Nothing is needed except the lines below that run from the one with "for label in &stage.outputs" through the one with "for l in &s.inputs", repeated exactly.

··· Records for processing

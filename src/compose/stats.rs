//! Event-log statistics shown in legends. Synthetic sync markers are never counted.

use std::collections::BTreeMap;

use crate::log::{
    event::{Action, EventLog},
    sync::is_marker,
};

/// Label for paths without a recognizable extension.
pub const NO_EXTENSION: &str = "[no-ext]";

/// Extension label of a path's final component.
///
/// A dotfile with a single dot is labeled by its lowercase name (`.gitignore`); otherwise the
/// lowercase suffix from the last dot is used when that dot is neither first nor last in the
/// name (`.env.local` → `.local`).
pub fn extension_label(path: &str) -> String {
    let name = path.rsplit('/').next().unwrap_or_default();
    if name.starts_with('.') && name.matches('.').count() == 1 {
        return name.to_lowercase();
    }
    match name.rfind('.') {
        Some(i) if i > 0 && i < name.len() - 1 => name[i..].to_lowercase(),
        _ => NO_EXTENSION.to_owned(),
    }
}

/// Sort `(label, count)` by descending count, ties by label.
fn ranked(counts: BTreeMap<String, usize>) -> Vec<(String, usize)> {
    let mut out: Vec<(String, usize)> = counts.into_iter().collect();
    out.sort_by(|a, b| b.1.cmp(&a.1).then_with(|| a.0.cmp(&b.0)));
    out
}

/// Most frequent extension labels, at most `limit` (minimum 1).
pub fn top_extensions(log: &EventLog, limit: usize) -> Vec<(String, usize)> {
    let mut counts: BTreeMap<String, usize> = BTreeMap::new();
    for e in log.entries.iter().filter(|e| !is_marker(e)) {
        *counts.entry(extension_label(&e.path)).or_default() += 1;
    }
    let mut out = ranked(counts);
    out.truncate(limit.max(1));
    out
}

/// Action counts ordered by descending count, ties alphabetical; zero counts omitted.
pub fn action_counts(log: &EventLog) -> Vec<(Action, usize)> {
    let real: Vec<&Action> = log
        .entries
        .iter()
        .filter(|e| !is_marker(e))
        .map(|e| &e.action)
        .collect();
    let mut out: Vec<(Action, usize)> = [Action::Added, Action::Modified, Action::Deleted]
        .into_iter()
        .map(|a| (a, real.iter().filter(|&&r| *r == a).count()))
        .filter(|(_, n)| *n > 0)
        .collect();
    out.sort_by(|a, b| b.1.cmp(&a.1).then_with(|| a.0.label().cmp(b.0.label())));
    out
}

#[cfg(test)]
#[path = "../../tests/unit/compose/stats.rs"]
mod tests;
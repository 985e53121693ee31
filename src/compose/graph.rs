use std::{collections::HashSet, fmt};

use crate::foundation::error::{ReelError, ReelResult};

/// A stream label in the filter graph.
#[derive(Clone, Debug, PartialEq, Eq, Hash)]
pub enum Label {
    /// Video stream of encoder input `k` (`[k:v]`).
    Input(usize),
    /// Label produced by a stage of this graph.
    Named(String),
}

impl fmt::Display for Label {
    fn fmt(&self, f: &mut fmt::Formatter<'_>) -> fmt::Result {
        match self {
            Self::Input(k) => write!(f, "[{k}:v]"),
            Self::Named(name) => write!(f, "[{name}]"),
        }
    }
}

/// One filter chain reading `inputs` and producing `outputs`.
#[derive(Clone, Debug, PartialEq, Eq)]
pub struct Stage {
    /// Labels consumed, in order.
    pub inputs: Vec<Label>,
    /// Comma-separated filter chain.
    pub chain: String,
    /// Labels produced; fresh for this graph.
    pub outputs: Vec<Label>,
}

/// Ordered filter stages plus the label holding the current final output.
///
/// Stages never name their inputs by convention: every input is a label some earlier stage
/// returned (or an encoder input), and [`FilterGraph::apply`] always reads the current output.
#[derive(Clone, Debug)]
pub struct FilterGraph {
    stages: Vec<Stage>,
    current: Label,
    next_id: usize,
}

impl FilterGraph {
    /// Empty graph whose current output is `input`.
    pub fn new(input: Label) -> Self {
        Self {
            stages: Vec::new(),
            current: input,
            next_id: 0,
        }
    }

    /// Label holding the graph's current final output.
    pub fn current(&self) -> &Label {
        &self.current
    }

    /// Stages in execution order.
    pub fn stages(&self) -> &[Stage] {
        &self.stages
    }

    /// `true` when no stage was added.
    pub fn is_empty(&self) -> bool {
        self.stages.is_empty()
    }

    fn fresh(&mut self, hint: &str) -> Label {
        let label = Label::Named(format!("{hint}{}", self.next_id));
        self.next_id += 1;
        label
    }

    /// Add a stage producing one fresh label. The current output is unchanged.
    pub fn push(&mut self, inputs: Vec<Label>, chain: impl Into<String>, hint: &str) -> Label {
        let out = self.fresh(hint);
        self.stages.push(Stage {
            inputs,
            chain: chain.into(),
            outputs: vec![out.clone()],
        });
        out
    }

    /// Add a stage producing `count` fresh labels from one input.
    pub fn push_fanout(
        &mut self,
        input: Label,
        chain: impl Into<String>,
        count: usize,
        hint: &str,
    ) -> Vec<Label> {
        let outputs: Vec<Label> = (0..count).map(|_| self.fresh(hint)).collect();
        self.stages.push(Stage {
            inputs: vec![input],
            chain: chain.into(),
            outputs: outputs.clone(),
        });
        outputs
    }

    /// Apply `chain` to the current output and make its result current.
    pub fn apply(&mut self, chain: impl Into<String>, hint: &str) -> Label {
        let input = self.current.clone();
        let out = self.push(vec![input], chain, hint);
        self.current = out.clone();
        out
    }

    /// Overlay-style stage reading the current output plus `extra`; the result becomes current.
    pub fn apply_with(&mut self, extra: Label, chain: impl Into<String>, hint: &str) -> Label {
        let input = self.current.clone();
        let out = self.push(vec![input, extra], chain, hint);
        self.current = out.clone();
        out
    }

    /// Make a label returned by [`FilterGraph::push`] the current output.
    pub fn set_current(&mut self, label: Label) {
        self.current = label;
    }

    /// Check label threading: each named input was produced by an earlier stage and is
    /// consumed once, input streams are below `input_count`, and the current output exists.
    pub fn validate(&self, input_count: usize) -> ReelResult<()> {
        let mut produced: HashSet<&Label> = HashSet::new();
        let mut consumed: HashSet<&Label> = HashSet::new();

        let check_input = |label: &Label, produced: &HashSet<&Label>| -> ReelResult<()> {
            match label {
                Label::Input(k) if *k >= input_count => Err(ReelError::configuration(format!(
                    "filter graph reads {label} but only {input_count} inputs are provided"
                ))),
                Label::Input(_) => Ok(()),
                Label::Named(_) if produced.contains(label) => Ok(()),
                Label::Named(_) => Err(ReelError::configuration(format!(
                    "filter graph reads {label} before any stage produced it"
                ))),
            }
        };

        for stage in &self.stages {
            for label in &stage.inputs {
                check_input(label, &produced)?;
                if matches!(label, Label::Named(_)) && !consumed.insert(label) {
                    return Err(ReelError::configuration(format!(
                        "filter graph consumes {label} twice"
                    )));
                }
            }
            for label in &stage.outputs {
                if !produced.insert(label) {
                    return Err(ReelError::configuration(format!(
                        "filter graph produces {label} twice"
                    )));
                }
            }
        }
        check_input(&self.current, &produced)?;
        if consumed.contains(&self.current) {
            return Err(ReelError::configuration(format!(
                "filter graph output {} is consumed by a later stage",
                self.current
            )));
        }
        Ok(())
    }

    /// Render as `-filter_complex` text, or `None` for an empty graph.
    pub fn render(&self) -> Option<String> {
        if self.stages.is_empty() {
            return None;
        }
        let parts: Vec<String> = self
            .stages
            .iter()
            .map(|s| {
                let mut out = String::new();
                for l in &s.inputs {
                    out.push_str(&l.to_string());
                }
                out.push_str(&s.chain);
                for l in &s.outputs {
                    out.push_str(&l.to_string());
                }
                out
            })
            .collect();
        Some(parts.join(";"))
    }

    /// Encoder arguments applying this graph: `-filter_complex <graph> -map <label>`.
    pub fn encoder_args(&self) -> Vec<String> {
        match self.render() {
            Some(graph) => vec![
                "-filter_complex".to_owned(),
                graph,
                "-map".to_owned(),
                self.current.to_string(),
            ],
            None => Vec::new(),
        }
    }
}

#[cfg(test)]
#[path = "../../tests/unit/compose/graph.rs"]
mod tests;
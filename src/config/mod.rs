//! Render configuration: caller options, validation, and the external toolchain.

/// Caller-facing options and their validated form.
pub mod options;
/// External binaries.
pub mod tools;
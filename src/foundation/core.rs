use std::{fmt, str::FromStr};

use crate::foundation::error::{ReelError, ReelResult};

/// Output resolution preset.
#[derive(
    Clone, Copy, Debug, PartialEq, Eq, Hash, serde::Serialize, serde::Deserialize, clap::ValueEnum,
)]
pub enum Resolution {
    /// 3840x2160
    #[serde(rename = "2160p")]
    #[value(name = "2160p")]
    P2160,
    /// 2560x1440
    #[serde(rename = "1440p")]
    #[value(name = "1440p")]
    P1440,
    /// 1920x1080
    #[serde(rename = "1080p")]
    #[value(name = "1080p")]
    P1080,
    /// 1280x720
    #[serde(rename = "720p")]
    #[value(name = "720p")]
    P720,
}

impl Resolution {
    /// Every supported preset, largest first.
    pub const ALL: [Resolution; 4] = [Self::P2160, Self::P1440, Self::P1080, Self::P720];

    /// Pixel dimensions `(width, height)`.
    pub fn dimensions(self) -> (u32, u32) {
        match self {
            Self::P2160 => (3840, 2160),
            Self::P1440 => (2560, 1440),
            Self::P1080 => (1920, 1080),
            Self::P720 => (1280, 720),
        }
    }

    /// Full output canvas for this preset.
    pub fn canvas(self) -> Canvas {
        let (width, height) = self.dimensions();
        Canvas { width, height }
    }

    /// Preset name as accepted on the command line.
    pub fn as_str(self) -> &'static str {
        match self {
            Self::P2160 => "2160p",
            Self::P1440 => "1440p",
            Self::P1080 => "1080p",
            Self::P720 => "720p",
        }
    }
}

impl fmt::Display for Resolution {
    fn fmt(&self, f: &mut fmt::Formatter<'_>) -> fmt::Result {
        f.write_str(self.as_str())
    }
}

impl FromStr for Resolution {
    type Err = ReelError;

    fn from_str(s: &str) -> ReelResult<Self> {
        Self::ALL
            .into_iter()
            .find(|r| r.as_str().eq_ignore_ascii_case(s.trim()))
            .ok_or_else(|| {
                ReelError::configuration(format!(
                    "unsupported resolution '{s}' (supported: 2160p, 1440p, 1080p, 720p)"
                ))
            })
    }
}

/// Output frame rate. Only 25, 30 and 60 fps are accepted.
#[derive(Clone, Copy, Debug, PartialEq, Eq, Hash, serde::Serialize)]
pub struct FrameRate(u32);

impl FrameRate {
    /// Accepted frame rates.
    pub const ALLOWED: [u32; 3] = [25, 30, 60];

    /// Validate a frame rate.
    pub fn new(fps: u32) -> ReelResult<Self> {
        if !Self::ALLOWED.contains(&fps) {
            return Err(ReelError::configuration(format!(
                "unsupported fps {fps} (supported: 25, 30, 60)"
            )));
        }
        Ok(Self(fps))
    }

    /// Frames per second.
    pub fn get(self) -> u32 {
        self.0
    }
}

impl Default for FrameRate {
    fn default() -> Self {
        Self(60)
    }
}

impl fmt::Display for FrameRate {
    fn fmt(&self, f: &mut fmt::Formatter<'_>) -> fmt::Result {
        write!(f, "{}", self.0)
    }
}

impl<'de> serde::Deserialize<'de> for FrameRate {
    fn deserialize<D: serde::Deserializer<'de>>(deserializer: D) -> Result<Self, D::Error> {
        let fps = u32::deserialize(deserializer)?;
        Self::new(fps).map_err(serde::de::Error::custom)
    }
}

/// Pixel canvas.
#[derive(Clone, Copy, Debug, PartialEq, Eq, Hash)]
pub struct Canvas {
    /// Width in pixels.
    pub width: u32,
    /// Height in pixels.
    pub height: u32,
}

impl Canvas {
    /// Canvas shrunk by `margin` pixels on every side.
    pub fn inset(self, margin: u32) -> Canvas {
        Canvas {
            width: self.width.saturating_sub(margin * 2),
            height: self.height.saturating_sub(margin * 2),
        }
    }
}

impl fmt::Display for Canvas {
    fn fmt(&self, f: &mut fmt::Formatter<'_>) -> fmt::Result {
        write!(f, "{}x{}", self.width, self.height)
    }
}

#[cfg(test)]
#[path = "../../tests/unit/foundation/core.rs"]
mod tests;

······

Answer space ▸
            for label in &stage.outputs {
                if !produced.insert(label) {
                    return Err(ReelError::configuration(format!(
                        "filter graph produces {label} twice"
                    )));
                }
            }
        }
        check_input(&self.current, &produced)?;
        if consumed.contains(&self.current) {
            return Err(ReelError::configuration(format!(
                "filter graph output {} is consumed by a later stage",
                self.current
            )));
        }
        Ok(())
    }

    /// Render as `-filter_complex` text, or `None` for an empty graph.
    pub fn render(&self) -> Option<String> {
        if self.stages.is_empty() {
            return None;
        }
        let parts: Vec<String> = self
            .stages
            .iter()
            .map(|s| {
                let mut out = String::new();
                for l in &s.inputs {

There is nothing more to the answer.